━━ Records for this task ━━

//! Integration tests for the supplier sync orchestrator.
//!
//! These tests use the real Orchestrator, collector and loader but mock the
//! token provider, the source API and the index provider.

use std::sync::{Arc, Mutex};

use async_trait::async_trait;
use chrono::{DateTime, TimeZone, Utc};
use serde_json::json;
use tempfile::tempdir;

use supplier_sync::errors::PipelineError;
use supplier_sync::loader::{LoaderConfig, SupplierLoader, DEFAULT_ICON_URL};
use supplier_sync::orchestrator::{Orchestrator, OrchestratorConfig};
use supplier_sync::processor::CollectorConfig;
use supplier_sync::source::{MockRestSource, TokenProvider};
use supplier_sync::state::{CutoffStore, FileCutoffStore};
use supplier_sync_repository::{ExternalItem, IndexError, IndexProvider};
use supplier_sync_shared::SyncMode;

const SUPPLIERS: &str = "https://erp.example.com/suppliers";

// Mock token provider for testing
struct MockTokenProvider {
    token: Option<String>,
}

#[async_trait]
impl TokenProvider for MockTokenProvider {
    async fn access_token(&self) -> Result<String, PipelineError> {
        self.token
            .clone()
            .ok_or_else(|| PipelineError::auth("Mock token exchange rejected"))
    }
}

// Mock index provider recording every attempted item
struct MockIndexProvider {
    uploaded: Mutex<Vec<ExternalItem>>,
    reject: Vec<String>,
}

impl MockIndexProvider {
    fn new() -> Self {
        Self::rejecting(&[])
    }

    fn rejecting(ids: &[&str]) -> Self {
        Self {
            uploaded: Mutex::new(Vec::new()),
            reject: ids.iter().map(|s| s.to_string()).collect(),
        }
    }

    fn attempted_ids(&self) -> Vec<String> {
        self.uploaded
            .lock()
            .unwrap()
            .iter()
            .map(|item| item.id.clone())
            .collect()
    }
}

#[async_trait]
impl IndexProvider for MockIndexProvider {
    async fn upsert_item(&self, _connection_id: &str, item: &ExternalItem) -> Result<(), IndexError> {
        self.uploaded.lock().unwrap().push(item.clone());
        if self.reject.contains(&item.id) {
            return Err(IndexError::upsert(429, "TooManyRequests", "Throttled"));
        }
        Ok(())
    }
}

// In-memory cutoff store
#[derive(Default)]
struct MemoryCutoffStore {
    cutoff: Mutex<Option<DateTime<Utc>>>,
    saves: Mutex<usize>,
}

impl MemoryCutoffStore {
    fn at(cutoff: DateTime<Utc>) -> Self {
        Self {
            cutoff: Mutex::new(Some(cutoff)),
            saves: Mutex::new(0),
        }
    }

    fn current(&self) -> Option<DateTime<Utc>> {
        *self.cutoff.lock().unwrap()
    }

    fn saves(&self) -> usize {
        *self.saves.lock().unwrap()
    }
}

#[async_trait]
impl CutoffStore for MemoryCutoffStore {
    async fn load(&self) -> Result<Option<DateTime<Utc>>, PipelineError> {
        Ok(self.current())
    }

    async fn save(&self, cutoff: DateTime<Utc>) -> Result<(), PipelineError> {
        *self.cutoff.lock().unwrap() = Some(cutoff);
        *self.saves.lock().unwrap() += 1;
        Ok(())
    }
}

struct Harness {
    source: MockRestSource,
    index: Arc<MockIndexProvider>,
    cutoff: Arc<MemoryCutoffStore>,
    orchestrator: Orchestrator,
}

fn harness(
    token: Option<&str>,
    index: MockIndexProvider,
    cutoff: MemoryCutoffStore,
    hold_cutoff_on_upload_failure: bool,
) -> Harness {
    let source = MockRestSource::new();
    let index = Arc::new(index);
    let cutoff = Arc::new(cutoff);

    let loader = SupplierLoader::new(
        index.clone(),
        LoaderConfig {
            connection_id: "oraclesuppliers".to_string(),
            supplier_url: SUPPLIERS.to_string(),
            icon_url: DEFAULT_ICON_URL.to_string(),
            tenant_id: "tenant-1".to_string(),
        },
    );

    let mut config = OrchestratorConfig::new(CollectorConfig::new(SUPPLIERS));
    config.hold_cutoff_on_upload_failure = hold_cutoff_on_upload_failure;

    let orchestrator = Orchestrator::new(
        Arc::new(MockTokenProvider {
            token: token.map(str::to_string),
        }),
        Arc::new(source.clone()),
        loader,
        cutoff.clone(),
        config,
    );

    Harness {
        source,
        index,
        cutoff,
        orchestrator,
    }
}

fn two_suppliers(source: &MockRestSource) {
    source.push_page(
        SUPPLIERS,
        json!({
            "items": [
                { "SupplierId": "A", "Supplier": "Alpha", "Status": "ACTIVE", "LastUpdateDate": "2024-02-01T00:00:00+00:00" },
                { "SupplierId": "B", "Supplier": "Beta", "Status": "INACTIVE", "LastUpdateDate": "2023-06-01T00:00:00+00:00" }
            ],
            "hasMore": false
        }),
    );
}

#[tokio::test]
async fn test_full_run_uploads_and_advances_cutoff() {
    let h = harness(Some("run-token"), MockIndexProvider::new(), MemoryCutoffStore::default(), false);
    two_suppliers(&h.source);
    h.source.push_page(
        &format!("{}/A/child/sites", SUPPLIERS),
        json!({ "items": [{ "SupplierSite": "Austin", "ProcurementBU": "US1" }], "hasMore": false }),
    );

    let before = Utc::now();
    let report = h.orchestrator.run(SyncMode::Full).await.unwrap();

    assert!(report.is_success());
    assert_eq!(report.mode, SyncMode::Full);
    assert_eq!(report.suppliers_collected, 2);
    assert_eq!(report.upload.succeeded, 2);
    assert!(report.cutoff_advanced);
    assert!(report.started_at >= before);
    assert_eq!(h.cutoff.current(), Some(report.started_at));

    assert_eq!(h.source.tokens(), vec!["run-token".to_string()]);
    assert_eq!(h.index.attempted_ids(), vec!["A", "B"]);

    let uploaded = h.index.uploaded.lock().unwrap();
    assert_eq!(uploaded[0].properties.url, format!("{}/A", SUPPLIERS));
    assert!(uploaded[0]
        .content
        .value
        .starts_with("# Supplemental information for Alpha:\n"));
    assert!(uploaded[0].content.value.contains("| Austin | US1"));
}

#[tokio::test]
async fn test_incremental_run_uses_stored_cutoff() {
    let stored = Utc.with_ymd_and_hms(2024, 1, 1, 0, 0, 0).unwrap();
    let h = harness(Some("t"), MockIndexProvider::new(), MemoryCutoffStore::at(stored), false);
    two_suppliers(&h.source);

    let report = h.orchestrator.run(SyncMode::Incremental).await.unwrap();

    assert_eq!(report.suppliers_collected, 1);
    assert_eq!(h.index.attempted_ids(), vec!["A"]);
    assert!(h.cutoff.current().unwrap() > stored);

    let first = &h.source.requests()[0];
    assert_eq!(first.param("orderBy"), Some("LastUpdateDate:desc"));
}

#[tokio::test]
async fn test_incremental_run_without_cutoff_takes_everything_dated() {
    let h = harness(Some("t"), MockIndexProvider::new(), MemoryCutoffStore::default(), false);
    two_suppliers(&h.source);

    let report = h.orchestrator.run(SyncMode::Incremental).await.unwrap();

    assert_eq!(report.suppliers_collected, 2);
    assert!(report.cutoff_advanced);
}

#[tokio::test]
async fn test_upload_failure_still_advances_cutoff() {
    let h = harness(
        Some("t"),
        MockIndexProvider::rejecting(&["B"]),
        MemoryCutoffStore::default(),
        false,
    );
    two_suppliers(&h.source);

    let report = h.orchestrator.run(SyncMode::Full).await.unwrap();

    assert!(!report.is_success());
    assert_eq!(report.upload.failed, 1);
    assert_eq!(h.index.attempted_ids(), vec!["A", "B"]);
    assert!(report.cutoff_advanced);
    assert_eq!(h.cutoff.saves(), 1);
}

#[tokio::test]
async fn test_upload_failure_holds_cutoff_when_configured() {
    let stored = Utc.with_ymd_and_hms(2023, 1, 1, 0, 0, 0).unwrap();
    let h = harness(
        Some("t"),
        MockIndexProvider::rejecting(&["A"]),
        MemoryCutoffStore::at(stored),
        true,
    );
    two_suppliers(&h.source);

    let report = h.orchestrator.run(SyncMode::Incremental).await.unwrap();

    assert!(!report.is_success());
    assert!(!report.cutoff_advanced);
    assert_eq!(h.cutoff.current(), Some(stored));
    assert_eq!(h.cutoff.saves(), 0);
}

#[tokio::test]
async fn test_token_failure_aborts_before_any_request() {
    let h = harness(None, MockIndexProvider::new(), MemoryCutoffStore::default(), false);
    two_suppliers(&h.source);

    let err = h.orchestrator.run(SyncMode::Full).await.unwrap_err();

    assert!(matches!(err, PipelineError::AuthError(_)));
    assert!(h.source.requests().is_empty());
    assert!(h.index.attempted_ids().is_empty());
    assert_eq!(h.cutoff.saves(), 0);
}

#[tokio::test]
async fn test_unparseable_supplier_page_aborts_without_cutoff() {
    let h = harness(Some("t"), MockIndexProvider::new(), MemoryCutoffStore::default(), false);
    h.source
        .push_page(SUPPLIERS, json!({ "items": [{ "SupplierId": "A" }], "hasMore": true }));
    h.source.push_page(SUPPLIERS, json!({ "items": "garbage" }));

    let err = h.orchestrator.run(SyncMode::Full).await.unwrap_err();

    assert!(matches!(err, PipelineError::ParseError(_)));
    assert!(h.index.attempted_ids().is_empty());
    assert_eq!(h.cutoff.current(), None);
}

#[tokio::test]
async fn test_cutoff_file_round_trip_between_runs() {
    let dir = tempdir().unwrap();
    let store = Arc::new(FileCutoffStore::new(dir.path().join("lastuploadtime.bin")));
    let source = MockRestSource::new();
    let index = Arc::new(MockIndexProvider::new());

    let orchestrator = Orchestrator::new(
        Arc::new(MockTokenProvider {
            token: Some("t".to_string()),
        }),
        Arc::new(source.clone()),
        SupplierLoader::new(
            index.clone(),
            LoaderConfig {
                connection_id: "oraclesuppliers".to_string(),
                supplier_url: SUPPLIERS.to_string(),
                icon_url: DEFAULT_ICON_URL.to_string(),
                tenant_id: "tenant-1".to_string(),
            },
        ),
        store.clone(),
        OrchestratorConfig::new(CollectorConfig::new(SUPPLIERS)),
    );

    let first = orchestrator.run(SyncMode::Full).await.unwrap();
    assert_eq!(store.load().await.unwrap(), Some(first.started_at));

    // Records last updated before the first run are skipped on the next incremental run
    two_suppliers(&source);
    let second = orchestrator.run(SyncMode::Incremental).await.unwrap();

    assert_eq!(second.suppliers_collected, 0);
    assert!(index.attempted_ids().is_empty());
    assert_eq!(store.load().await.unwrap(), Some(second.started_at));
}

━━━

**Required work:** All that belongs in the answer is an exact copy of the lines from the start of the records above through the line with "use supplier_sync::processor::CollectorConfig;".

**Reply to the exercise:**
//! Integration tests for the supplier sync orchestrator.
//!
//! These tests use the real Orchestrator, collector and loader but mock the
//! token provider, the source API and the index provider.

use std::sync::{Arc, Mutex};

use async_trait::async_trait;
use chrono::{DateTime, TimeZone, Utc};
use serde_json::json;
use tempfile::tempdir;

use supplier_sync::errors::PipelineError;
use supplier_sync::loader::{LoaderConfig, SupplierLoader, DEFAULT_ICON_URL};
use supplier_sync::orchestrator::{Orchestrator, OrchestratorConfig};
use supplier_sync::processor::CollectorConfig;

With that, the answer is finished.